The attacks at Virginia Tech or the other public schools occurred
in some of the few areas within their states that people are
not allowed to carry concealed handguns.
It is not just recent killings that are occurring in these
gun-free zones. Multiple-victim public shootings keep on occurring
in places where guns are banned. Nor are these horrible incidents
limited to just gun-free zones in the US.
In 1996 Martin Bryant killed 35 people at Port Arthur in
Tasmania, Australia. In the last half-dozen years, European
countries including France, Germany and Switzerland have experienced
multiple-victim shootings. The worst school attack in Germany
claimed 17 deaths, another 14 deaths; one attack in Switzerland
claimed the lives of 14 regional legislators.
At some point you would think that something is going on
here, that these murderers aren’t just picking their
targets at random. Yet, when one thinks about it, this pattern
isn’t really too surprising.
Most people understand that guns deter criminals. The problem
is that instead of gun-free zones making it safe for potential
victims, they make it safe for criminals.
Criminals are less likely to run into those who might be
able to stop them. Everyone wants to keep guns away from criminals,
but the problem is who is more likely to obey the law.
A student expelled for violating a gun-free zone at a college
is extremely unlikely ever to get into another college. A
faculty member fired for a firearms violation will find it
virtually impossible to get another academic position. But
even if the killer at Virginia Tech had lived, the notion
that the threat of expulsion would have deterred the attacker
when he would have already faced 32 death penalties or at
least 32 life sentences seems silly.
Letting civilians have permitted concealed handguns limits
the damage from attacks. A major factor in determining how
many people are harmed by these killers is the amount of time
that elapses between when the attack starts and when someone
with a gun is able to arrive on the scene.

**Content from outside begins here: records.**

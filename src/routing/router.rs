//! 路由分发
//!
//! 同一时刻只有一个页面处于激活状态，侧边栏最多高亮一个图标。

use std::sync::Arc;

use tracing::{info, warn};

use crate::clients::BillStore;
use crate::error::AppResult;
use crate::infrastructure::{Session, SessionStore};
use crate::presenter::{BillsView, ErrorPage, View};
use crate::routing::navigator::{NavigationReceiver, Navigator};
use crate::routing::routes::{NavIcon, Route};
use crate::workflow::NewBillFlow;

/// 一次分发的结果
#[derive(Debug, Clone, PartialEq)]
pub struct Rendered {
    pub route: Route,
    pub active_icon: Option<NavIcon>,
    pub view: View,
}

pub struct Router<S: BillStore> {
    store: Arc<S>,
    session_store: Arc<dyn SessionStore>,
    navigator: Navigator,
    receiver: NavigationReceiver,
    current: Option<Rendered>,
}

impl<S: BillStore> Router<S> {
    pub fn new(store: Arc<S>, session_store: Arc<dyn SessionStore>) -> Self {
        let (navigator, receiver) = Navigator::channel();
        Self {
            store,
            session_store,
            navigator,
            receiver,
            current: None,
        }
    }

    /// 交给页面和控制器使用的导航句柄
    pub fn navigator(&self) -> Navigator {
        self.navigator.clone()
    }

    pub fn current(&self) -> Option<&Rendered> {
        self.current.as_ref()
    }

    pub fn active_icon(&self) -> Option<NavIcon> {
        self.current.as_ref().and_then(|r| r.active_icon)
    }

    pub async fn navigate(&mut self, route: Route) -> &Rendered {
        let rendered = self.render(route).await;
        info!("🧭 当前页面: {}", rendered.route);
        &*self.current.insert(rendered)
    }

    pub async fn navigate_path(&mut self, path: &str) -> &Rendered {
        self.navigate(Route::from_path(path)).await
    }

    /// 按顺序处理排队中的跳转请求，没有请求时返回 `None`
    pub async fn process_pending(&mut self) -> Option<&Rendered> {
        let mut handled = false;
        while let Ok(route) = self.receiver.try_recv() {
            let rendered = self.render(route).await;
            info!("🧭 当前页面: {}", rendered.route);
            self.current = Some(rendered);
            handled = true;
        }
        if handled {
            self.current.as_ref()
        } else {
            None
        }
    }

    /// 为新建页面创建一个表单实例
    pub fn new_bill_flow(&self) -> AppResult<NewBillFlow<S>> {
        let session = Session::load(self.session_store.as_ref())?;
        Ok(NewBillFlow::new(self.store.clone(), session, self.navigator()))
    }

    /// 清空会话并回到登录页
    pub async fn logout(&mut self) -> &Rendered {
        self.session_store.clear();
        info!("👋 已退出登录");
        self.navigate(Route::Login).await
    }

    async fn render(&self, route: Route) -> Rendered {
        let route = match (route, Session::load(self.session_store.as_ref())) {
            (Route::Login, _) => Route::Login,
            (route, Ok(_)) => route,
            (route, Err(e)) => {
                warn!("⚠️ 无法进入 {}: {}，回到登录页", route, e);
                Route::Login
            }
        };

        let view = match route {
            Route::Login => View::Login,
            Route::NewBill => View::NewBill,
            Route::Bills => match self.store.list().await {
                Ok(bills) => View::Bills(BillsView::from_bills(bills)),
                Err(e) => {
                    warn!("⚠️ 加载报销单列表失败: {}", e);
                    View::Error(ErrorPage::from_error(&e))
                }
            },
        };

        Rendered {
            route,
            active_icon: route.active_icon(),
            view,
        }
    }
}
use std::sync::Mutex;

use crate::clients::bill_store::{BillStore, ReceiptUpload};
use crate::error::{AppError, AppResult};
use crate::models::{Bill, BillStatus, CreatedBill};

const FILE_HOST: &str = "https://localhost:3456/images";

/// 一次 `create` 调用的记录
#[derive(Debug, Clone, PartialEq, Eq)]
pub struct CreateCall {
    pub file_name: String,
    pub content_type: String,
    pub bytes: Vec<u8>,
    pub email: String,
}

#[derive(Debug, Default)]
struct Inner {
    bills: Vec<Bill>,
    create_calls: Vec<CreateCall>,
    update_calls: Vec<(String, Bill)>,
    list_calls: usize,
    next_id: u64,
    create_failure: Option<u16>,
    update_failure: Option<u16>,
    list_failure: Option<u16>,
}

/// 进程内的 bills 集合，记录每次调用，可按操作注入失败状态码
#[derive(Debug, Default)]
pub struct MemoryBillStore {
    inner: Mutex<Inner>,
}

impl MemoryBillStore {
    pub fn new() -> Self {
        Self::default()
    }

    pub fn with_bills(bills: Vec<Bill>) -> Self {
        let store = Self::default();
        store.inner.lock().unwrap().bills = bills;
        store
    }

    pub fn fail_create_with(&self, status: u16) {
        self.inner.lock().unwrap().create_failure = Some(status);
    }

    pub fn fail_update_with(&self, status: u16) {
        self.inner.lock().unwrap().update_failure = Some(status);
    }

    pub fn fail_list_with(&self, status: u16) {
        self.inner.lock().unwrap().list_failure = Some(status);
    }

    pub fn clear_failures(&self) {
        let mut inner = self.inner.lock().unwrap();
        inner.create_failure = None;
        inner.update_failure = None;
        inner.list_failure = None;
    }

    pub fn bills(&self) -> Vec<Bill> {
        self.inner.lock().unwrap().bills.clone()
    }

    pub fn create_calls(&self) -> Vec<CreateCall> {
        self.inner.lock().unwrap().create_calls.clone()
    }

    pub fn update_calls(&self) -> Vec<(String, Bill)> {
        self.inner.lock().unwrap().update_calls.clone()
    }

    pub fn list_calls(&self) -> usize {
        self.inner.lock().unwrap().list_calls
    }
}

impl BillStore for MemoryBillStore {
    async fn create(&self, upload: ReceiptUpload<'_>) -> AppResult<CreatedBill> {
        let mut inner = self.inner.lock().unwrap();
        inner.create_calls.push(CreateCall {
            file_name: upload.receipt.file_name.clone(),
            content_type: upload.receipt.content_type.clone(),
            bytes: upload.receipt.bytes.clone(),
            email: upload.email.to_string(),
        });

        if let Some(status) = inner.create_failure {
            return Err(AppError::store_status("bills", status));
        }

        inner.next_id += 1;
        let key = format!("{:04}", inner.next_id);
        let file_url = format!("{}/{}", FILE_HOST, upload.receipt.file_name);

        inner.bills.push(Bill {
            id: Some(key.clone()),
            email: upload.email.to_string(),
            file_url: Some(file_url.clone()),
            file_name: Some(upload.receipt.file_name.clone()),
            status: BillStatus::Pending,
            ..Bill::default()
        });

        Ok(CreatedBill {
            id: None,
            key: Some(key),
            file_url,
            file_name: None,
        })
    }

    async fn update(&self, selector: &str, bill: &Bill) -> AppResult<Bill> {
        let mut inner = self.inner.lock().unwrap();
        inner
            .update_calls
            .push((selector.to_string(), bill.clone()));

        if let Some(status) = inner.update_failure {
            return Err(AppError::store_status(format!("bills/{}", selector), status));
        }

        let stored = inner
            .bills
            .iter_mut()
            .find(|b| b.id.as_deref() == Some(selector))
            .ok_or_else(|| AppError::store_status(format!("bills/{}", selector), 404))?;

        *stored = Bill {
            id: Some(selector.to_string()),
            ..bill.clone()
        };
        Ok(stored.clone())
    }

    async fn list(&self) -> AppResult<Vec<Bill>> {
        let mut inner = self.inner.lock().unwrap();
        inner.list_calls += 1;

        if let Some(status) = inner.list_failure {
            return Err(AppError::store_status("bills", status));
        }
        Ok(inner.bills.clone())
    }
}

#[cfg(test)]
mod tests {
    use super::*;
    use crate::models::Receipt;
    use tokio_test::{assert_err, assert_ok};

    #[tokio::test]
    async fn test_create_then_update_draft() {
        let store = MemoryBillStore::new();
        let receipt = Receipt::new("test.png", "image/png", b"dummy content".to_vec());

        let created = assert_ok!(
            store
                .create(ReceiptUpload {
                    receipt: &receipt,
                    email: "a@a",
                })
                .await
        );
        assert_eq!(created.bill_id(), Some("0001"));
        assert_eq!(created.file_url, "https://localhost:3456/images/test.png");

        let bill = Bill {
            name: "ticket".to_string(),
            amount: 50,
            ..store.bills()[0].clone()
        };
        let updated = assert_ok!(store.update("0001", &bill).await);
        assert_eq!(updated.name, "ticket");
        assert_eq!(store.bills().len(), 1);

        assert_err!(store.update("9999", &bill).await);
    }

    #[tokio::test]
    async fn test_list_failure_carries_status() {
        let store = MemoryBillStore::new();
        store.fail_list_with(500);
        let err = store.list().await.unwrap_err();
        assert_eq!(err.status_code(), Some(500));

        store.clear_failures();
        assert_ok!(store.list().await);
        assert_eq!(store.list_calls(), 2);
    }
}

In cases from the church shooting in Colorado Springs, Colo.,
last December, where a parishioner who was given permission
by the minister to carry her concealed gun into the church
quickly stopped the murderer, to an attack last year in downtown
Memphis, to the Appalachian Law School, to high schools in
such places as Pearl, Miss., concealed handgun permit holders
have stopped attacks well before uniformed police could possibly
have arrived.
Twice this year armed Israeli citizens have stopped terrorist
attacks at schools (once by an armed teacher and another by
an armed student). Indeed, despite the fears being discussed
about the risks of concealed handgun permit holders, I haven’t
found one multiple-victim public shooting where a permit holder
has accidentally shot a bystander.
With about 5 million Americans currently with concealed handgun
permits in the U.S. and states starting having right-to-carry
laws for as long as 80 years, we have a lot of experience
with these laws, and one thing is very clear: Concealed handgun
permit holders are extremely law-abiding and lose their permits
for any gun-related violation at hundredths or thousandths
of one percentage point. We also have a lot of experience
with permitted concealed handguns in schools.
Prior to the 1995 Safe School Zone Act, states with right-to-carry
laws let teachers or others carry concealed handguns at school,
and several states still allow this today. And there is not
a single instance that I or others have found where this produced
a single problem. There are today even some universities,
including large public universities such as Colorado State
University and the University of Utah, that let students carry
concealed handguns on school property.
With all the news media coverage of the types of guns used
and how the criminal obtained the gun, at some point the news
media might begin to mention the one common feature of these
attacks: they keep occurring in gun-free zones.
Gun-free zones are a magnet for these attacks. But, even
without the media, considering that 15 more states this year
debated legislation to let concealed handguns on school campuses,
possibly the issue is becoming clear anyway.